‘What the Constitution Means to Me’ @ Stage West
Photos/art courtesy of Stage West
—Jan Farrington
Pen·um·bra pə-ˈnəm-brə A space of partial illumination (as in an eclipse) between the perfect shadow on all sides and the full light. A body of rights held to be guaranteed by implication in a civil constitution.
Stage West’s potent production of Heidi Schreck’s What the Constitution Means to Me could not have arrived at a more timely moment. We Americans are having some tough conversations right now, and Schreck’s play (a Pulitzer-Prize finalist), which both uplifts and challenges our perceptions of the document behind the “more perfect union’ we’ve been trying to grow, is a blood-pumping experience.
Who knew the 14th Amendment (and some dry audio snippets of Supreme Court deliberations) could keep an audience leaning forward in fierce urgency?
Under Dana Schultes’ direction, Megan Noble is fired up (and funny) in the role originated by the playwright herself. At age 15, Heidi Schreck earned college money by touring American Legion halls to debate locals on whether to keep the Constitution—or write a new version. Noble also portrays the 50-year-old Heidi, who brings a lifetime of perspective to her adult view of the document. The switch is a comic physical release: grown-up Heidi tells us the girl she was had been raised to be “psychotically polite”—and “my face hurts from so much smiling.”
The action takes place in an evocative American Legion hall in a small town, wood-paneled walls lined with photos of local veterans in uniform. (Leah Mazur designed the set.) I asked the elderly man sitting next to me if he’d worn one of those uniforms; he smiled and said, “Army, Vietnam.” We, Heidi told us, were sitting in for the audience of veterans who would come to hear her at every stop.

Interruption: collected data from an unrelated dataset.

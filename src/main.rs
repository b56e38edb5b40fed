use std::process;
use std::sync::Arc;
use std::time::Duration;

use clap::Parser;
use k8s_openapi::api::core::v1::Namespace;
use tokio::signal;
use tracing::{error, info, warn};

use namespace_finalizer::config::{Args, ControllerConfig};
use namespace_finalizer::controller::{ControllerState, Supervisor};
use namespace_finalizer::error::Result;
use namespace_finalizer::reconcilers::{ExampleReconciler, ReconcilerRegistry};
use namespace_finalizer::resource::{ClientHandle, CredentialSource, KubeResourceApi};
use namespace_finalizer::{rest_api, telemetry};

/// How long in-flight cleanup may run after a shutdown signal
const SHUTDOWN_GRACE: Duration = Duration::from_secs(30);

#[tokio::main]
async fn main() {
    let args = Args::parse();

    if let Err(e) = run(args).await {
        eprintln!("Error: {}", e);
        process::exit(1);
    }
}

async fn run(args: Args) -> Result<()> {
    telemetry::init_logging(&args.log_level, args.log_format)?;
    let config = ControllerConfig::try_from(&args)?;

    info!(
        "Starting namespace finalizer v{} with finalizer {}",
        env!("CARGO_PKG_VERSION"),
        config.marker
    );

    let source = CredentialSource::detect();
    info!("Using {:?} credentials", source);
    let client = source.load().await?;
    let api = Arc::new(KubeResourceApi::<Namespace>::new(
        ClientHandle::new(client),
        source,
    ));

    let reconcilers = ReconcilerRegistry::builder()
        .register(ExampleReconciler::NAME, ExampleReconciler)?
        .build();
    info!("Registered reconcilers: {}", reconcilers.names().join(", "));

    let excluded: Vec<&str> = config.excluded.iter().collect();
    info!("Ignoring namespaces: {}", excluded.join(", "));

    let ctx = Arc::new(ControllerState::new(api, config.marker.clone(), reconcilers));
    let supervisor = Supervisor::new(
        ctx,
        config.workers,
        config.excluded.clone(),
        config.retry_delay,
    );

    let metrics_addr = config.metrics_addr;
    tokio::spawn(async move {
        if let Err(e) = rest_api::run_server(metrics_addr).await {
            error!("Metrics server stopped: {}", e);
        }
    });

    tokio::select! {
        _ = supervisor.run() => {}
        _ = shutdown_signal() => {}
    }

    let dispatcher = supervisor.dispatcher();
    info!(
        "Waiting up to {:?} for {} namespaces in flight",
        SHUTDOWN_GRACE,
        dispatcher.in_flight()
    );
    if tokio::time::timeout(SHUTDOWN_GRACE, dispatcher.drain())
        .await
        .is_err()
    {
        warn!(
            "Shutdown grace period elapsed with {} namespaces in flight",
            dispatcher.in_flight()
        );
    }

    info!("Namespace finalizer stopped");
    Ok(())
}

async fn shutdown_signal() {
    let ctrl_c = async {
        if let Err(e) = signal::ctrl_c().await {
            error!("Failed to install Ctrl+C handler: {}", e);
            std::future::pending::<()>().await;
        }
    };

    #[cfg(unix)]
    let terminate = async {
        match signal::unix::signal(signal::unix::SignalKind::terminate()) {
            Ok(mut sig) => {
                sig.recv().await;
            }
            Err(e) => {
                error!("Failed to install SIGTERM handler: {}", e);
                std::future::pending::<()>().await;
            }
        }
    };

    #[cfg(not(unix))]
    let terminate = std::future::pending::<()>();

    tokio::select! {
        _ = ctrl_c => info!("Received Ctrl+C, shutting down"),
        _ = terminate => info!("Received SIGTERM, shutting down"),
    }
}
//! Central error types for the namespace finalizer
//!
//! Uses `thiserror` for ergonomic, type-safe error handling with
//! automatic `Display` and `Error` trait implementations.

use thiserror::Error;

/// Central error type for the namespace finalizer
#[derive(Error, Debug)]
pub enum Error {
    /// Kubernetes API error from kube-rs
    #[error("Kubernetes API error: {0}")]
    KubeError(#[from] kube::Error),

    /// JSON serialization/deserialization error
    #[error("Serialization error: {0}")]
    SerializationError(#[from] serde_json::Error),

    /// Configuration or credential loading error
    #[error("Configuration error: {0}")]
    ConfigError(String),

    /// The watch stream failed and the session has to be restarted
    #[error("Stream failure: {0}")]
    StreamFailure(String),

    /// A finalizer patch was rejected by the API server
    #[error("Failed to {operation} finalizer on {name}: {message}")]
    PatchError {
        operation: &'static str,
        name: String,
        message: String,
    },

    /// The snapshot used to build a patch is older than the stored object
    #[error("Conflict patching {name}: snapshot is stale")]
    Conflict { name: String },

    /// A cleanup capability failed
    #[error("Reconciler {reconciler} failed for {resource}: {message}")]
    ReconcileError {
        reconciler: String,
        resource: String,
        message: String,
    },

    /// Finalizer marker is not of the form `<domain>/<name>`
    #[error("Invalid finalizer name: {0}")]
    InvalidFinalizer(String),

    /// Two capabilities were registered under the same name
    #[error("Reconciler already registered: {0}")]
    DuplicateReconciler(String),
}

/// Result type alias for controller operations
pub type Result<T, E = Error> = std::result::Result<T, E>;

impl Error {
    /// Whether this error only means the observed snapshot was outdated
    pub fn is_stale_snapshot(&self) -> bool {
        matches!(self, Error::Conflict { .. })
    }

    /// Stable, low-cardinality label for metrics
    pub fn metric_label(&self) -> &'static str {
        match self {
            Error::KubeError(_) => "kube",
            Error::SerializationError(_) => "serialization",
            Error::ConfigError(_) => "config",
            Error::StreamFailure(_) => "stream",
            Error::PatchError { .. } => "patch",
            Error::Conflict { .. } => "conflict",
            Error::ReconcileError { .. } => "reconcile",
            Error::InvalidFinalizer(_) => "invalid_finalizer",
            Error::DuplicateReconciler(_) => "duplicate_reconciler",
        }
    }
}

// Watch errors only ever end a session, so they are folded into StreamFailure
impl From<kube::runtime::watcher::Error> for Error {
    fn from(e: kube::runtime::watcher::Error) -> Self {
        Error::StreamFailure(e.to_string())
    }
}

Debate rules suggest that speakers try to make personal connections between the topic and their own lives. Heidi uses family stories—some of them painful to tell—stretching back generations, and memories from her own life to explore constitutional issues of rights, protections, effectiveness. There’s a case to be made (and she makes it) that the document has created more problems for women, minorities, the disabled and other non-powerful groups than it’s solved.
Opinions will differ. But the playwright makes some terrific points I never heard in civics class. (Civics class, remember?) The U.S. consitution, unlike most modern democratic counterparts, is a “negative rights” document, spreading a vague umbrella of protection, but not enumerating specific, detailed rights. Women, Heidi notes, aren’t mentioned until “page 27” of the pocketbook Constitution we find at our seats. And when SCOTUS was considering the case of Roe v. Wade in the early 1970s, it was based on finding the “penumbra”—the shadow in the corner—of a right to privacy used as the bedrock of that ruling.
Schreck has updated the script since I saw the play just before the pandemic, and it reflects current events. “We are losing rights as we speak,” Heidi says. The play evolves into a debate (with a scary-smart teenager played by Solaris Khalid the night I attended; she alternates with Ellen Reid), and the audience gets to choose whether we should keep (and try to improve) the document we have, or chuck it and draft a modern “positive rights” new version.
The arguments fly fast and furious, and the time is carefully stop-watched by actor David Wilson-Brown as Legionnaire Danny. He’s been the veteran in charge (sort of) all evening, and finally takes his uniform jacket off to tell us a bit of his story too.
As the play moves on, the audience is pulled into the action. There is a vote, but the hum of talk continues after the show. Is it enough to let an unstated, implied “penumbra” of rights be the source of protection we thought were more solid than that? How can we trust a document that has very successfully sustained the rights of the powerful, but that too often has delayed or blocked progress for generations of “other” Americans? Are the old words enough, or do we need some new ones—declarations of what we want and need and hope for today?
What the Constitution Means to Me will ride home with you—and, perhaps, form a shadowy cluster of ideas you keep rolling around in your mind. Is history moving in a direction we want for our lives and our loved ones? If not, what can we do? What “parts” of our democratic government can we move, improve, change—probably not alone, but perhaps with collective action? Yes, it will make your head hurt…but consider teenage Heidi and her fierce commitment to this country (and her college fund).
We owe it to her, and to all our young people.